#### DATA
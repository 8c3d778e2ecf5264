//! # TMDS symbols
//!
//! Every palette entry is pre-encoded into one 64-bit *symbol*: the three
//! 10-bit TMDS characters of its red, green and blue components, serialized
//! bit by bit across three differential pairs.
//!
//! ```text
//!  63 62 61 ........ 32 31 30 29 ......... 0
//! [ 0  0 | bits 9..5  | 0  0 | bits 4..0   ]   one 6-bit group per TMDS bit
//! ```
//!
//! Each group holds two pins per lane (`b`, `!b`), red on the highest pair by
//! default. The serializer consumes 30 bits per word, so a symbol is exactly
//! one pixel clock on the wire.
//!
//! Pixels are doubled horizontally: every palette index is emitted as its
//! symbol followed by its *complement*, which inverts the eight data bits of
//! each lane. The two characters carry opposite DC bias so the link stays
//! balanced without tracking running disparity.

use bit_field::BitField;

use crate::config::{LaneOrder, Pinout};

/// Flips TMDS data bits 0..=7 of all three lanes. Bits 8 and 9 are kept.
pub const COMPLEMENT_MASK: u64 = 0x0003_FFFF_FFFF_FFFF;

/// Control-period characters indexed by `(c1 << 1) | c0`.
pub const CONTROL_TOKENS: [u16; 4] = [0b1101010100, 0b0010101011, 0b0101010100, 0b1010101011];

const TMDS_BITS: usize = 10;

/// Stage-one TMDS encoding of one colour component.
///
/// Picks XOR or XNOR chaining to minimise transitions. Bit 8 flags XOR, bit 9
/// flags XNOR; the data bits are never inverted here.
pub fn encode_tmds(byte: u8) -> u16 {
    let ones = byte.count_ones();
    let xnor = ones > 4 || (ones == 4 && !byte.get_bit(0));

    let mut word = (byte & 1) as u16;
    for i in 1..8 {
        let bit = word.get_bit(i - 1) ^ byte.get_bit(i) ^ xnor;
        word.set_bit(i, bit);
    }
    word.set_bit(if xnor { 9 } else { 8 }, true);
    word
}

/// Receiver-side decoding of a 10-bit character.
pub fn decode_tmds(word: u16) -> u8 {
    let mut q = word.get_bits(0..8) as u8;
    if word.get_bit(9) {
        q = !q;
    }
    let xnor = !word.get_bit(8);

    let mut byte = q & 1;
    for i in 1..8 {
        byte.set_bit(i, q.get_bit(i) ^ q.get_bit(i - 1) ^ xnor);
    }
    byte
}

#[inline(always)]
fn group_shift(bit: usize) -> usize {
    6 * bit + if bit >= 5 { 2 } else { 0 }
}

/// Bit offsets of the red, green and blue pairs inside a group.
fn lane_shifts(order: LaneOrder) -> [usize; 3] {
    match order {
        LaneOrder::Rgb => [4, 2, 0],
        LaneOrder::Bgr => [0, 2, 4],
    }
}

/// One lane's share of a symbol. Lanes occupy disjoint bits, so a symbol is
/// the OR of its three lanes.
pub fn spread_lane(word: u16, lane_shift: usize, invert: bool) -> u64 {
    (0..TMDS_BITS).fold(0, |out, bit| {
        let b = word.get_bit(bit) as u64;
        let mut pair = b | ((b ^ 1) << 1);
        if invert {
            pair ^= 0b11;
        }
        out | pair << (group_shift(bit) + lane_shift)
    })
}

/// Assemble a symbol from three 10-bit characters.
pub fn serialize(chars: [u16; 3], pinout: &Pinout) -> u64 {
    let shifts = lane_shifts(pinout.lane_order);
    chars
        .iter()
        .zip(shifts)
        .fold(0, |out, (&word, shift)| out | spread_lane(word, shift, pinout.invert_pairs))
}

/// Split a symbol back into its red, green and blue characters.
pub fn deserialize(symbol: u64, pinout: &Pinout) -> [u16; 3] {
    let shifts = lane_shifts(pinout.lane_order);
    let mut chars = [0u16; 3];
    for bit in 0..TMDS_BITS {
        let mut group = (symbol >> group_shift(bit)) & 0x3f;
        if pinout.invert_pairs {
            group ^= 0x3f;
        }
        for (word, shift) in chars.iter_mut().zip(shifts) {
            word.set_bit(bit, (group >> shift) & 1 == 1);
        }
    }
    chars
}

#[inline(always)]
pub fn complement(symbol: u64) -> u64 {
    symbol ^ COMPLEMENT_MASK
}

/// Control symbol for the given sync line levels. Red and green carry the
/// idle token; blue carries HSYNC on C0 and VSYNC on C1.
pub fn control_symbol(hsync: bool, vsync: bool, pinout: &Pinout) -> u64 {
    let blue = CONTROL_TOKENS[((vsync as usize) << 1) | hsync as usize];
    serialize([CONTROL_TOKENS[0], CONTROL_TOKENS[0], blue], pinout)
}

/// Recover the RGB components carried by a symbol pair.
///
/// On the XNOR branch only the complement decodes exactly, so each lane is
/// read from whichever character has bit 9 clear.
pub fn decode_pair(symbol: u64, complement: u64, pinout: &Pinout) -> [u8; 3] {
    let chars = deserialize(symbol, pinout);
    let comps = deserialize(complement, pinout);
    let mut rgb = [0u8; 3];
    for lane in 0..3 {
        rgb[lane] = if chars[lane].get_bit(9) {
            decode_tmds(comps[lane])
        } else {
            decode_tmds(chars[lane])
        };
    }
    rgb
}

#[inline(always)]
pub fn split_rgb(rgb: u32) -> [u8; 3] {
    [(rgb >> 16) as u8, (rgb >> 8) as u8, rgb as u8]
}

/// Palette colour to symbol conversion.
pub trait ColorConverter {
    fn new(pinout: Pinout) -> Self
    where
        Self: Sized;

    fn pinout(&self) -> &Pinout;

    /// Symbol for a 24-bit `0xRRGGBB` colour.
    fn convert(&self, rgb: u32) -> u64;
}

/// Encodes every component on demand.
pub struct EncodingConverter {
    pinout: Pinout,
}

impl ColorConverter for EncodingConverter {
    fn new(pinout: Pinout) -> Self {
        Self { pinout }
    }

    fn pinout(&self) -> &Pinout {
        &self.pinout
    }

    fn convert(&self, rgb: u32) -> u64 {
        serialize(split_rgb(rgb).map(encode_tmds), &self.pinout)
    }
}

/// Precomputed lane contributions for every component value; a conversion
/// is three lookups and two ORs.
#[cfg(feature = "tmds-table")]
pub struct TableConverter {
    pinout: Pinout,
    lanes: [[u64; 256]; 3],
}

#[cfg(feature = "tmds-table")]
impl ColorConverter for TableConverter {
    fn new(pinout: Pinout) -> Self {
        let shifts = lane_shifts(pinout.lane_order);
        let mut lanes = [[0u64; 256]; 3];
        for (table, shift) in lanes.iter_mut().zip(shifts) {
            for (value, entry) in table.iter_mut().enumerate() {
                *entry = spread_lane(encode_tmds(value as u8), shift, pinout.invert_pairs);
            }
        }
        Self { pinout, lanes }
    }

    fn pinout(&self) -> &Pinout {
        &self.pinout
    }

    #[inline(always)]
    fn convert(&self, rgb: u32) -> u64 {
        let [r, g, b] = split_rgb(rgb);
        self.lanes[0][r as usize] | self.lanes[1][g as usize] | self.lanes[2][b as usize]
    }
}

#[cfg(feature = "tmds-table")]
pub type SelectedConverter = TableConverter;
#[cfg(not(feature = "tmds-table"))]
pub type SelectedConverter = EncodingConverter;

#[cfg(test)]
mod tests {
    use super::*;
    use pretty_assertions::assert_eq;
    use proptest::prelude::*;

    fn expects_xnor(byte: u8) -> bool {
        let ones = byte.count_ones();
        ones > 4 || (ones == 4 && byte & 1 == 0)
    }

    #[test]
    fn branch_flags_follow_the_ones_count() {
        for byte in 0..=255u8 {
            let word = encode_tmds(byte);
            let xnor = expects_xnor(byte);
            assert_eq!(word.get_bit(9), xnor, "byte {byte:#04x}");
            assert_eq!(word.get_bit(8), !xnor, "byte {byte:#04x}");
            assert_eq!(word >> 10, 0);
        }
    }

    #[test]
    fn known_characters() {
        // 0x00 and 0xff take opposite branches
        assert_eq!(encode_tmds(0x00), 0b01_0000_0000);
        assert_eq!(encode_tmds(0xff), 0b10_1111_1111);
        assert_eq!(encode_tmds(0x10), 0b01_1111_0000);
    }

    #[test]
    fn exact_character_of_each_pair_decodes() {
        for byte in 0..=255u8 {
            let word = encode_tmds(byte);
            let exact = if word.get_bit(9) { word ^ 0xff } else { word };
            assert_eq!(decode_tmds(exact), byte);
        }
    }

    #[test]
    fn complement_keeps_branch_flags() {
        let pinout = Pinout::default();
        let symbol = serialize([encode_tmds(0x12), encode_tmds(0xf0), encode_tmds(0x7e)], &pinout);
        let flipped = deserialize(complement(symbol), &pinout);
        for (lane, original) in deserialize(symbol, &pinout).iter().enumerate() {
            assert_eq!(flipped[lane] >> 8, original >> 8);
            assert_eq!(flipped[lane] & 0xff, !original & 0xff);
        }
    }

    #[test]
    fn lane_order_swaps_red_and_blue_pairs() {
        let rgb = Pinout { invert_pairs: false, ..Pinout::default() };
        let bgr = Pinout { lane_order: LaneOrder::Bgr, ..rgb };
        let chars = [encode_tmds(200), encode_tmds(100), encode_tmds(3)];
        let swapped = [chars[2], chars[1], chars[0]];
        assert_eq!(serialize(chars, &rgb), serialize(swapped, &bgr));
    }

    #[test]
    fn control_symbols_carry_sync_on_blue() {
        let pinout = Pinout::default();
        let idle = control_symbol(true, true, &pinout);
        assert_eq!(deserialize(idle, &pinout), [0b1101010100, 0b1101010100, 0b1010101011]);
        let hsync = control_symbol(false, true, &pinout);
        assert_eq!(deserialize(hsync, &pinout)[2], 0b0101010100);
    }

    #[test]
    fn pair_lines_are_always_differential() {
        let symbol = EncodingConverter::new(Pinout::default()).convert(0x00c0ffee);
        for bit in 0..TMDS_BITS {
            let group = (symbol >> group_shift(bit)) & 0x3f;
            for lane in 0..3 {
                let pair = (group >> (lane * 2)) & 0b11;
                assert!(pair == 0b01 || pair == 0b10, "bit {bit} lane {lane}: {pair:#b}");
            }
        }
        assert_eq!(symbol & 0xc000_0000_c000_0000, 0);
    }

    proptest! {
        #[test]
        fn prop_symbols_decode_to_their_colour(rgb in 0u32..0x0100_0000, bgr in any::<bool>(), invert in any::<bool>()) {
            let pinout = Pinout {
                lane_order: if bgr { LaneOrder::Bgr } else { LaneOrder::Rgb },
                invert_pairs: invert,
                ..Pinout::default()
            };
            let symbol = EncodingConverter::new(pinout).convert(rgb);
            prop_assert_eq!(decode_pair(symbol, complement(symbol), &pinout), split_rgb(rgb));

            for (lane, word) in deserialize(symbol, &pinout).into_iter().enumerate() {
                let component = split_rgb(rgb)[lane];
                prop_assert_eq!(word, encode_tmds(component));
                prop_assert_eq!(word.get_bit(9), expects_xnor(component));
            }
        }
    }

    #[cfg(feature = "tmds-table")]
    proptest! {
        #[test]
        fn prop_table_matches_encoder(rgb in 0u32..0x0100_0000) {
            let pinout = Pinout::default();
            prop_assert_eq!(TableConverter::new(pinout).convert(rgb), EncodingConverter::new(pinout).convert(rgb));
        }
    }
}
########
## WORK REQUEST
Retype exactly the lines from the start of the entries through the one with "data bits of"; include both ends.

## RESPONSE TO THE TASK
repository 8c3d778e2ecf5264
//! # TMDS symbols
//!
//! Every palette entry is pre-encoded into one 64-bit *symbol*: the three
//! 10-bit TMDS characters of its red, green and blue components, serialized
//! bit by bit across three differential pairs.
//!
//! ```text
//!  63 62 61 ........ 32 31 30 29 ......... 0
//! [ 0  0 | bits 9..5  | 0  0 | bits 4..0   ]   one 6-bit group per TMDS bit
//! ```
//!
//! Each group holds two pins per lane (`b`, `!b`), red on the highest pair by
//! default. The serializer consumes 30 bits per word, so a symbol is exactly
//! one pixel clock on the wire.
//!
//! Pixels are doubled horizontally: every palette index is emitted as its
//! symbol followed by its *complement*, which inverts the eight data bits of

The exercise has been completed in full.